Concretamente, a petição pede “que a UE intensifique os seus esforços para apoiar e ajudar os sobreviventes de abuso sexual de crianças” através de um conjunto de medidas, algumas delas já contidas num regulamento proposto em 2022 pela Comissão Europeia, mas ainda não adotado por Bruxelas.

A petição inclui a “adoção das obrigações propostas aos prestadores de serviços online para prevenir, detetar, denunciar e eliminar o abuso sexual de crianças online, pôr termo à vitimização renovada e contínua dos sobreviventes e permitir o rápido resgate das vítimas de abusos em curso ou iminentes”, bem como a “criação do Centro da UE proposto para prevenir e combater o abuso sexual de crianças, com poderes para facilitar a assistência e o apoio eficazes aos sobreviventes em toda a União”.

Os peticionários apelam ainda à UE para que “inclua na futura revisão da Diretiva de 2011 relativa às obrigações dos Estados-Membros em matéria de combate ao abuso sexual de crianças” um conjunto de propostas, como “a garantia de que existem mecanismos eficazes de denúncia de abuso sexual de crianças e a utilização de instrumentos de investigação eficazes para identificar as vítimas e resgatá-las o mais rapidamente possível dos abusos em curso”.

Além disso, é também pedida “a garantia de que a prescrição legal em casos de abuso de crianças seja prolongada até ao máximo possível”, “o reconhecimento oficial dos sobreviventes que tenham sofrido qualquer forma de abuso ou exploração sexual de crianças” e “a conformidade com as melhores normas e práticas internacionais relativas ao reconhecimento, reavaliação e desculpa de abusos passados e formas de reparação”.

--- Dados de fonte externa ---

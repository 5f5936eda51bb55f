pub mod bosses;
pub mod conceptual;
pub mod config;
pub mod context;
pub mod cosmic;
pub mod demigods;
pub mod dungeons;
pub mod geography;
pub mod lineages;
pub mod organizations;
pub mod primordials;
pub mod races;
pub mod registration;
pub mod stage;
pub mod standouts;

use chrono::{DateTime, Utc};
use rand::{Rng, RngCore};
use tracing::info;

use crate::error::Result;
use crate::model::{
    Era, GeneratedWorld, Geography, GeographyKind, Organization, OrganizationKind,
    PrimordialBeing, WorldTime,
};
use crate::seed::SeededRng;

pub use config::{GenerationDepth, OrganizationDensity, WorldGenerationConfig, WorldLevel};
pub use context::GenerationContext;
pub use stage::StageGenerator;

/// A random year within an era.
pub(crate) fn moment(era: Era, rng: &mut dyn RngCore) -> WorldTime {
    WorldTime::new(era, rng.random_range(0..1000))
}

fn stage_for(level: WorldLevel, config: &WorldGenerationConfig) -> Box<dyn StageGenerator> {
    match level {
        WorldLevel::Primordial => Box::new(primordials::PrimordialStage {
            kinds: config.primordial_kinds(),
        }),
        WorldLevel::Cosmic => Box::new(cosmic::CosmicStage),
        WorldLevel::Geography => Box::new(geography::GeographyStage),
        WorldLevel::Conceptual => Box::new(conceptual::ConceptualStage),
        WorldLevel::DemiGod => Box::new(demigods::DemiGodStage),
        WorldLevel::MortalRace => Box::new(races::RaceStage {
            races: config.races(),
        }),
        WorldLevel::Organization => Box::new(organizations::OrganizationStage {
            density: config.organization_density,
        }),
        WorldLevel::StandoutMortal => Box::new(standouts::StandoutStage),
        WorldLevel::Dungeon => Box::new(dungeons::DungeonStage),
    }
}

/// Stages to run, in execution order. Family lineages trail everything
/// else so registered leaders and bosses found houses too.
pub fn plan(config: &WorldGenerationConfig) -> Vec<Box<dyn StageGenerator>> {
    let levels = config.levels();
    let mut stages: Vec<Box<dyn StageGenerator>> =
        levels.iter().map(|level| stage_for(*level, config)).collect();
    if levels.contains(&WorldLevel::StandoutMortal) {
        stages.push(Box::new(lineages::LineageStage));
    }
    stages
}

/// Run every planned stage against `ctx`, each on its own seeded stream.
pub fn run_stages(ctx: &mut GenerationContext, stages: &[Box<dyn StageGenerator>]) -> Result<()> {
    for stage in stages {
        let mut rng = SeededRng::for_stage(&ctx.seed, stage.name());
        let produced = stage.run(ctx, &mut rng)?;
        info!(
            stage = stage.name(),
            level = stage.level().number(),
            produced,
            "stage complete"
        );
    }
    Ok(())
}

pub struct WorldGenerator {
    config: WorldGenerationConfig,
}

impl WorldGenerator {
    pub fn new(config: WorldGenerationConfig) -> Self {
        Self { config }
    }

    pub fn config(&self) -> &WorldGenerationConfig {
        &self.config
    }

    /// Generate a world stamped with the current wall-clock time.
    pub fn generate(&self) -> Result<GeneratedWorld> {
        self.generate_at(Utc::now())
    }

    /// Generate a world with a fixed discovery timestamp. Same config and
    /// timestamp give byte-identical output.
    pub fn generate_at(&self, discovered_at: DateTime<Utc>) -> Result<GeneratedWorld> {
        let stages = plan(&self.config);
        let levels: Vec<u8> = self.config.levels().iter().map(|l| l.number()).collect();
        info!(seed = %self.config.seed, ?levels, "generating world");

        let mut ctx = GenerationContext::new(self.config.seed.clone(), discovered_at);
        run_stages(&mut ctx, &stages)?;
        let world = ctx.into_world();
        info!(
            seed = %world.seed,
            entities = world.entity_count(),
            events = world.world_events.len(),
            "world generated"
        );
        Ok(world)
    }
}

/// Generate a complete world from a config.
pub fn generate_world(config: &WorldGenerationConfig) -> Result<GeneratedWorld> {
    WorldGenerator::new(config.clone()).generate()
}

fn partial_run(seed: &str, levels: &[WorldLevel]) -> Result<GeneratedWorld> {
    let config = WorldGenerationConfig {
        include_levels: Some(levels.to_vec()),
        ..WorldGenerationConfig::new(seed)
    };
    WorldGenerator::new(config).generate()
}

/// The primordial beings a full run with this seed would produce.
pub fn get_primordial_beings(seed: &str) -> Result<Vec<PrimordialBeing>> {
    Ok(partial_run(seed, &[WorldLevel::Primordial])?.primordials)
}

/// Geography of a full run with this seed, optionally of one kind.
pub fn get_geography(seed: &str, kind: Option<GeographyKind>) -> Result<Vec<Geography>> {
    let world = partial_run(
        seed,
        &[
            WorldLevel::Primordial,
            WorldLevel::Cosmic,
            WorldLevel::Geography,
        ],
    )?;
    Ok(world
        .geography
        .into_iter()
        .filter(|g| kind.is_none_or(|k| g.kind == k))
        .collect())
}

/// Organizations of a full run with this seed, optionally of one magnitude
/// class.
pub fn get_organizations(
    seed: &str,
    magnitude: Option<OrganizationKind>,
) -> Result<Vec<Organization>> {
    let world = partial_run(
        seed,
        &[
            WorldLevel::Primordial,
            WorldLevel::Cosmic,
            WorldLevel::Geography,
            WorldLevel::MortalRace,
            WorldLevel::Organization,
        ],
    )?;
    Ok(world
        .organizations
        .into_iter()
        .filter(|org| magnitude.is_none_or(|k| org.kind == k))
        .collect())
}

#[cfg(test)]
pub(crate) fn test_context() -> GenerationContext {
    GenerationContext::new("test", DateTime::from_timestamp(0, 0).expect("epoch"))
}

/// Context with the given levels already generated, as a run would.
#[cfg(test)]
pub(crate) fn seeded_context(seed: &str, levels: &[WorldLevel]) -> GenerationContext {
    let config = WorldGenerationConfig {
        include_levels: Some(levels.to_vec()),
        ..WorldGenerationConfig::new(seed)
    };
    let mut ctx = GenerationContext::new(seed, DateTime::from_timestamp(0, 0).expect("epoch"));
    run_stages(&mut ctx, &plan(&config)).expect("upstream stages");
    ctx
}

#[cfg(test)]
mod tests {
    use super::*;

    fn epoch() -> DateTime<Utc> {
        DateTime::from_timestamp(0, 0).unwrap()
    }

    #[test]
    fn plan_follows_execution_order_with_trailing_lineages() {
        let names: Vec<&str> = plan(&WorldGenerationConfig::new("x"))
            .iter()
            .map(|s| s.name())
            .collect();
        assert_eq!(
            names,
            vec![
                "primordials",
                "cosmic_creators",
                "geography",
                "mortal_races",
                "conceptual_beings",
                "demi_gods",
                "organizations",
                "standout_mortals",
                "dungeons",
                "family_lineages",
            ]
        );
    }

    #[test]
    fn minimal_depth_plans_three_stages() {
        let config = WorldGenerationConfig::new("x").with_depth(GenerationDepth::Minimal);
        assert_eq!(plan(&config).len(), 3);
    }

    #[test]
    fn pinned_timestamp_is_reproducible() {
        let generator = WorldGenerator::new(WorldGenerationConfig::new("repeat"));
        let a = generator.generate_at(epoch()).unwrap();
        let b = generator.generate_at(epoch()).unwrap();
        assert_eq!(
            serde_json::to_string(&a).unwrap(),
            serde_json::to_string(&b).unwrap()
        );
        assert_eq!(a.generated_at, epoch());
    }

    #[test]
    fn projections_match_full_run() {
        let full = WorldGenerator::new(WorldGenerationConfig::new("proj"))
            .generate()
            .unwrap();
        let geography = get_geography("proj", None).unwrap();
        let ids: Vec<_> = geography.iter().map(|g| &g.base.id).collect();
        let full_ids: Vec<_> = full.geography.iter().map(|g| &g.base.id).collect();
        assert_eq!(ids, full_ids);

        let mountains = get_geography("proj", Some(GeographyKind::MountainRange)).unwrap();
        assert!(mountains.iter().all(|g| g.kind == GeographyKind::MountainRange));

        let orgs = get_organizations("proj", None).unwrap();
        let names: Vec<_> = orgs.iter().map(|o| &o.base.name).collect();
        let full_names: Vec<_> = full.organizations.iter().map(|o| &o.base.name).collect();
        assert_eq!(names, full_names);
    }

    #[test]
    fn organizations_filter_by_magnitude_class() {
        let all = get_organizations("proj", None).unwrap();
        let kingdoms = get_organizations("proj", Some(OrganizationKind::Kingdom)).unwrap();
        assert!(kingdoms.iter().all(|o| o.kind == OrganizationKind::Kingdom));
        let expected = all.iter().filter(|o| o.kind == OrganizationKind::Kingdom).count();
        assert_eq!(kingdoms.len(), expected);
        assert!(kingdoms.len() < all.len());
    }

    #[test]
    fn skipping_a_dependency_fails_fast() {
        let config = WorldGenerationConfig::new("gap").with_levels(&[1, 3]).unwrap();
        let err = WorldGenerator::new(config).generate_at(epoch()).unwrap_err();
        assert!(err.to_string().contains("must be generated before"));
    }
}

De acordo com o comunicado enviado ao Observador, a iniciativa já recolheu a simpatia da própria Comissão Europeia. Antonio Labrador Jimenez, um dos responsáveis da Comissão Europeia pelo desenho das políticas de proteção das crianças, defende que a petição da Justice Initiative “ajudará a chamar a atenção para os problemas que a legislação [da UE] visa resolver”.

A petição, com o envolvimento do Instituto de Apoio à Criança, surge num momento em que os abusos sexuais de crianças voltaram a estar na ordem do dia em Portugal, depois de uma comissão independente ter investigado e publicado um relatório sobre o fenómeno dos abusos de menores no contexto da Igreja Católica em Portugal. O relatório do grupo de trabalho, que foi liderado pelo pedopsiquiatra Pedro Strecht, dá conta de que 512 testemunhos de abuso foram validados pela comissão, o que permitiu ao grupo estimar uma rede de 4.815 vítimas potenciais durante o período 1950-2022.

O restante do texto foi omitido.